(Beginning of Entries provided)

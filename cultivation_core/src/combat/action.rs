//! Action resolution: hit checks, damage formulas, and effect application.
//! Pure functions over `CombatStats`, driven by the round loop in `engine`.

use rand::Rng;

use super::effects::{EffectDescriptor, EffectInstance, EffectKind};
use super::stats::{CombatStats, ResolvedSkill};
use crate::types::DamageKind;

pub const ARMOUR_CONSTANT: f64 = 100.0;
pub const DAMAGE_VARIANCE: f64 = 0.1;
pub const HIT_CHECK_FLOOR: f64 = 0.3;
pub const HIT_CHECK_CEILING: f64 = 0.95;

/// `p = clamp(attacker.hit_rate - defender.effective_dodge_rate, 0.3, 0.95)`.
/// Draw uniform; miss if draw > p.
pub fn hit_check(attacker_hit_rate: f64, defender_dodge_rate: f64, rng: &mut impl Rng) -> bool {
    let p = (attacker_hit_rate - defender_dodge_rate).clamp(HIT_CHECK_FLOOR, HIT_CHECK_CEILING);
    rng.gen::<f64>() <= p
}

/// Mitigation ratio: `r = min(0.75, def / (def + 100))`.
pub fn mitigation_ratio(defense: i64) -> f64 {
    let def = defense.max(0) as f64;
    (def / (def + ARMOUR_CONSTANT)).min(0.75)
}

/// Apply mitigation, crit, variance, and the damage floor common to both
/// normal attacks and skills.
pub fn finalize_damage(raw: f64, defense: i64, crit_rate: f64, crit_damage: f64, rng: &mut impl Rng) -> (i64, bool) {
    let mitigated = raw * (1.0 - mitigation_ratio(defense));
    let is_crit = rng.gen::<f64>() < crit_rate;
    let after_crit = if is_crit { mitigated * crit_damage } else { mitigated };
    let variance = 1.0 + rng.gen_range(-DAMAGE_VARIANCE..=DAMAGE_VARIANCE);
    let final_amount = (after_crit * variance).floor().max(1.0) as i64;
    (final_amount, is_crit)
}

/// Choose the damage kind and attack/defense pair for a normal attack:
/// physical if the attacker's effective physical attack is at least their
/// effective magic attack, else magic.
pub fn normal_attack_kind(attacker: &CombatStats) -> DamageKind {
    if attacker.effective_physical_attack() >= attacker.effective_magic_attack() {
        DamageKind::Physical
    } else {
        DamageKind::Magic
    }
}

pub fn attack_and_defense(kind: DamageKind, attacker: &CombatStats, defender: &CombatStats) -> (i64, i64) {
    match kind {
        DamageKind::Physical => (attacker.effective_physical_attack(), defender.effective_physical_defense()),
        DamageKind::Magic => (attacker.effective_magic_attack(), defender.effective_magic_defense()),
    }
}

/// Normal attack damage: `raw = atk`, then the shared mitigation/crit/
/// variance/floor pipeline.
pub fn normal_attack_damage(attacker: &CombatStats, defender: &CombatStats, rng: &mut impl Rng) -> (i64, bool, DamageKind) {
    let kind = normal_attack_kind(attacker);
    let (atk, def) = attack_and_defense(kind, attacker, defender);
    let (amount, crit) = finalize_damage(atk as f64, def, attacker.effective_critical_rate(), attacker.effective_critical_damage(), rng);
    (amount, crit, kind)
}

/// Skill damage: `raw = base + int(atk * attack_ratio)` using the skill's
/// declared damage kind, then the shared mitigation/crit/variance/floor.
pub fn skill_damage(skill: &ResolvedSkill, attacker: &CombatStats, defender: &CombatStats, rng: &mut impl Rng) -> (i64, bool) {
    let (atk, def) = attack_and_defense(skill.damage_kind, attacker, defender);
    let raw = skill.base_damage + (atk as f64 * skill.attack_ratio).floor();
    finalize_damage(raw, def, attacker.effective_critical_rate(), attacker.effective_critical_damage(), rng)
}

/// Resolve a single effect descriptor against caster/defender, rolling its
/// `chance` and doing nothing on failure. Returns the concrete instance
/// applied, if any, for logging.
pub fn apply_effect(
    descriptor: &EffectDescriptor,
    caster: &mut CombatStats,
    defender: &mut CombatStats,
    source: Option<String>,
    rng: &mut impl Rng,
) -> Option<EffectInstance> {
    if rng.gen::<f64>() > descriptor.chance {
        return None;
    }

    let resolve_magnitude = |stats: &CombatStats, value: f64| -> f64 {
        if value < 1.0 {
            value * stats.max_hp as f64
        } else {
            value
        }
    };

    match descriptor.kind {
        EffectKind::Stun | EffectKind::Freeze | EffectKind::Paralysis | EffectKind::Confusion | EffectKind::Slow
        | EffectKind::ArmorBreak | EffectKind::MagicBreak | EffectKind::MpBurn
        | EffectKind::Bleed | EffectKind::Burn | EffectKind::Poison => {
            let instance = EffectInstance::new(descriptor.kind, descriptor.value, descriptor.duration, source);
            if descriptor.kind == EffectKind::MpBurn {
                let burn = resolve_magnitude(defender, descriptor.value) as i64;
                defender.mp = (defender.mp - burn).max(0);
            } else {
                defender.debuffs.push(instance.clone());
            }
            Some(instance)
        }
        EffectKind::AttackBoost
        | EffectKind::DefenseBoost
        | EffectKind::SpeedBoost
        | EffectKind::DodgeBoost
        | EffectKind::CriticalBoost => {
            let instance = EffectInstance::new(descriptor.kind, descriptor.value, descriptor.duration, source);
            caster.buffs.push(instance.clone());
            Some(instance)
        }
        EffectKind::Shield => {
            let amount = resolve_magnitude(caster, descriptor.value) as i64;
            caster.shield += amount;
            None
        }
        EffectKind::Heal => {
            let amount = resolve_magnitude(caster, descriptor.value) as i64;
            caster.heal(amount);
            None
        }
        EffectKind::SelfDamage => {
            let amount = resolve_magnitude(caster, descriptor.value) as i64;
            caster.apply_damage(amount);
            None
        }
        EffectKind::Purify => {
            if !caster.debuffs.is_empty() {
                caster.debuffs.remove(0);
            }
            None
        }
    }
}

/// DoT tick damage for one debuff: `value * max_hp` if `value < 1`, else the
/// integer `value`.
pub fn dot_tick_damage(stats: &CombatStats, effect: &EffectInstance) -> i64 {
    if effect.value < 1.0 {
        (effect.value * stats.max_hp as f64).floor() as i64
    } else {
        effect.value as i64
    }
}

#[cfg(test)]
mod tests {
    use super::*;
    use rand::SeedableRng;
    use rand_chacha::ChaCha8Rng;

    #[test]
    fn hit_check_clamps_both_ends() {
        let mut rng = ChaCha8Rng::seed_from_u64(1);
        // hit_rate - dodge = -5 clamps to 0.3 floor; draws below 0.3 land.
        let mut hits = 0;
        for _ in 0..1000 {
            if hit_check(0.0, 5.0, &mut rng) {
                hits += 1;
            }
        }
        let rate = hits as f64 / 1000.0;
        assert!((rate - 0.3).abs() < 0.05);
    }

    #[test]
    fn mitigation_caps_at_75_percent() {
        let r = mitigation_ratio(1_000_000);
        assert!((r - 0.75).abs() < f64::EPSILON);
    }

    #[test]
    fn damage_floor_is_one() {
        let mut rng = ChaCha8Rng::seed_from_u64(7);
        let (amount, _) = finalize_damage(1.0, 1_000_000, 0.0, 1.5, &mut rng);
        assert!(amount >= 1);
    }

    #[test]
    fn dot_tick_uses_fraction_convention() {
        let stats = {
            let mut s = crate::combat::stats::CombatStats {
                id: "a".into(),
                name: "A".into(),
                hp: 100,
                max_hp: 200,
                mp: 10,
                max_mp: 10,
                physical_attack: 0,
                magic_attack: 0,
                physical_defense: 0,
                magic_defense: 0,
                speed: 1,
                critical_rate: 0.0,
                critical_damage: 1.0,
                hit_rate: 1.0,
                dodge_rate: 0.0,
                skills: Vec::new(),
                skill_cooldowns: Default::default(),
                shield: 0,
                buffs: Vec::new(),
                debuffs: Vec::new(),
            };
            s.hp = 100;
            s
        };
        let fractional = EffectInstance::new(EffectKind::Poison, 0.1, 3, None);
        assert_eq!(dot_tick_damage(&stats, &fractional), 20);

        let flat = EffectInstance::new(EffectKind::Burn, 15.0, 3, None);
        assert_eq!(dot_tick_damage(&stats, &flat), 15);
    }
}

(End of Entries provided)

* _Prompt_
From the listing above, return every line that carries the string "ResolvedSkill".

* _Problem solution_
use super::stats::{CombatStats, ResolvedSkill};
pub fn skill_damage(skill: &ResolvedSkill, attacker: &CombatStats, defender: &CombatStats, rng: &mut impl Rng) -> (i64, bool) {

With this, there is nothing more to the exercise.